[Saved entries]
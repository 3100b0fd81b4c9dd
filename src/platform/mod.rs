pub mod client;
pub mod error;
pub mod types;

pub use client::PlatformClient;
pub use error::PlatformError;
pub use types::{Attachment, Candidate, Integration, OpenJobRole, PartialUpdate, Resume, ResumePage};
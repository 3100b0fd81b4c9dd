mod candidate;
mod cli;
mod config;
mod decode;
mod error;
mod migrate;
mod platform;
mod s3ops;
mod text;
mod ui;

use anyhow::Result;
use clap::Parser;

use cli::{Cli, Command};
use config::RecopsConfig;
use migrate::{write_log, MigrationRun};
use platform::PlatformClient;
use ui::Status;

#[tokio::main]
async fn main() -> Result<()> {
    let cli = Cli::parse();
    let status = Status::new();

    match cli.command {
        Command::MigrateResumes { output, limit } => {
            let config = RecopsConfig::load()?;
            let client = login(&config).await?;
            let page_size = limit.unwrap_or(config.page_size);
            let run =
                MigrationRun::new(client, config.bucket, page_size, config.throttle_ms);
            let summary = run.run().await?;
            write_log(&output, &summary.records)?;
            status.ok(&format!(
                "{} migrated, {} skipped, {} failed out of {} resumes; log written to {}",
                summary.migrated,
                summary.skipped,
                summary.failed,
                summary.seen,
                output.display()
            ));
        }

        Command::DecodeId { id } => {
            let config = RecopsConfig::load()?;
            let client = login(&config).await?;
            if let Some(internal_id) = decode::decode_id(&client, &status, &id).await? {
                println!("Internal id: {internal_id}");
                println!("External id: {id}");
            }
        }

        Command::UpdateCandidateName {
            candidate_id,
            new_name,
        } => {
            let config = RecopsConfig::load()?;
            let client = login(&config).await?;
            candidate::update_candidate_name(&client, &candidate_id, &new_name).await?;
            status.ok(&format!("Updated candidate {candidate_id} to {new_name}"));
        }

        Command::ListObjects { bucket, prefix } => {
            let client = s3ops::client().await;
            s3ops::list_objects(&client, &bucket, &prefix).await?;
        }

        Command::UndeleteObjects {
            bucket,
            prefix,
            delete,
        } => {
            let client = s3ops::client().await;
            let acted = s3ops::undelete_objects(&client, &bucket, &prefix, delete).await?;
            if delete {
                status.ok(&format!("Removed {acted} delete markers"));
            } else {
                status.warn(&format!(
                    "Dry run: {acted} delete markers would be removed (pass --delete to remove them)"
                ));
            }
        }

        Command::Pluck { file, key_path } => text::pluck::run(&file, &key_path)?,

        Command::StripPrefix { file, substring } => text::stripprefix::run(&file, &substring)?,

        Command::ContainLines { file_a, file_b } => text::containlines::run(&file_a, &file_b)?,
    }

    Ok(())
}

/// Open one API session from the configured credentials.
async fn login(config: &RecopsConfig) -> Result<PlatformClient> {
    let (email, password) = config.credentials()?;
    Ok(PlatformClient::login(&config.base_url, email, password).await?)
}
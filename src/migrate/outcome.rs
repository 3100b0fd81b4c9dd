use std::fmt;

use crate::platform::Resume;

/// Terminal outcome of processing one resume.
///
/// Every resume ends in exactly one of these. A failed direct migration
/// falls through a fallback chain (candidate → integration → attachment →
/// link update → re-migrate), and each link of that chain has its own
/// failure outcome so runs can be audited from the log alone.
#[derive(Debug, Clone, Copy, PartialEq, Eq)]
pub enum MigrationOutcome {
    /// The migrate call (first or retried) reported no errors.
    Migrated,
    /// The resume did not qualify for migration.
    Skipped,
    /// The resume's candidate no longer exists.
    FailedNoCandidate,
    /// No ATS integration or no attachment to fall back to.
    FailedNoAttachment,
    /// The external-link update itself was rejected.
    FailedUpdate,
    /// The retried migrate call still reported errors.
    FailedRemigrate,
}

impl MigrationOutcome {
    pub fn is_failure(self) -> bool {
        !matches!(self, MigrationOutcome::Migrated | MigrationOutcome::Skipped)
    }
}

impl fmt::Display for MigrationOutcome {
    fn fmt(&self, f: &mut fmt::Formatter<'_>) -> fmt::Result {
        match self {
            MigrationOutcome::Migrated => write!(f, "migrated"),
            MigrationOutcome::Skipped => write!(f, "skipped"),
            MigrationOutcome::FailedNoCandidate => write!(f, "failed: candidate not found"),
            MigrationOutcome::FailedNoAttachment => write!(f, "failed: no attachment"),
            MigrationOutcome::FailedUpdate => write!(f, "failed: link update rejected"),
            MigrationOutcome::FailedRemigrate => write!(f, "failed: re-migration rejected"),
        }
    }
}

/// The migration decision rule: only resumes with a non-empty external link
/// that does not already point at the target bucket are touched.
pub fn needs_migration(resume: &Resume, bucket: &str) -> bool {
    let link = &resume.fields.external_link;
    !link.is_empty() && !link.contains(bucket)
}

...

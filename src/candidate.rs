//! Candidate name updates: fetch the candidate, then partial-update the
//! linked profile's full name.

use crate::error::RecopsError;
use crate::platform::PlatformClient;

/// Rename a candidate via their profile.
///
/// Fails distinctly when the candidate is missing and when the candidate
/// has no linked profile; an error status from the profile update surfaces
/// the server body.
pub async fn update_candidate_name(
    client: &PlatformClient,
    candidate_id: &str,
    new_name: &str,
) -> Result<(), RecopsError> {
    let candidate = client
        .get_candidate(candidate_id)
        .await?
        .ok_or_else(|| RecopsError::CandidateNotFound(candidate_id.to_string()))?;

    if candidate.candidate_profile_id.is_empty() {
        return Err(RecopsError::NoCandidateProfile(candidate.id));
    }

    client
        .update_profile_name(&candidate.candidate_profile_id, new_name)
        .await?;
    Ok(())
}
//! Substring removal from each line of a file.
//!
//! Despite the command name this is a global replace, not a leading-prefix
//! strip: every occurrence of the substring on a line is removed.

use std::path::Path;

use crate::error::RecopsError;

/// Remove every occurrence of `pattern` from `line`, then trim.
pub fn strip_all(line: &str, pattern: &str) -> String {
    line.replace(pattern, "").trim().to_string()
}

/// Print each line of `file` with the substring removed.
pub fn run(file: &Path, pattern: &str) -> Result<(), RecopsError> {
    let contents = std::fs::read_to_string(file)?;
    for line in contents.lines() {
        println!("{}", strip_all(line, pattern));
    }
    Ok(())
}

> [TASK]:
Show a copy of each line from the data that includes the word "chain".

> [FINISHED EXERCISE]:
/// falls through a fallback chain (candidate → integration → attachment →
/// link update → re-migrate), and each link of that chain has its own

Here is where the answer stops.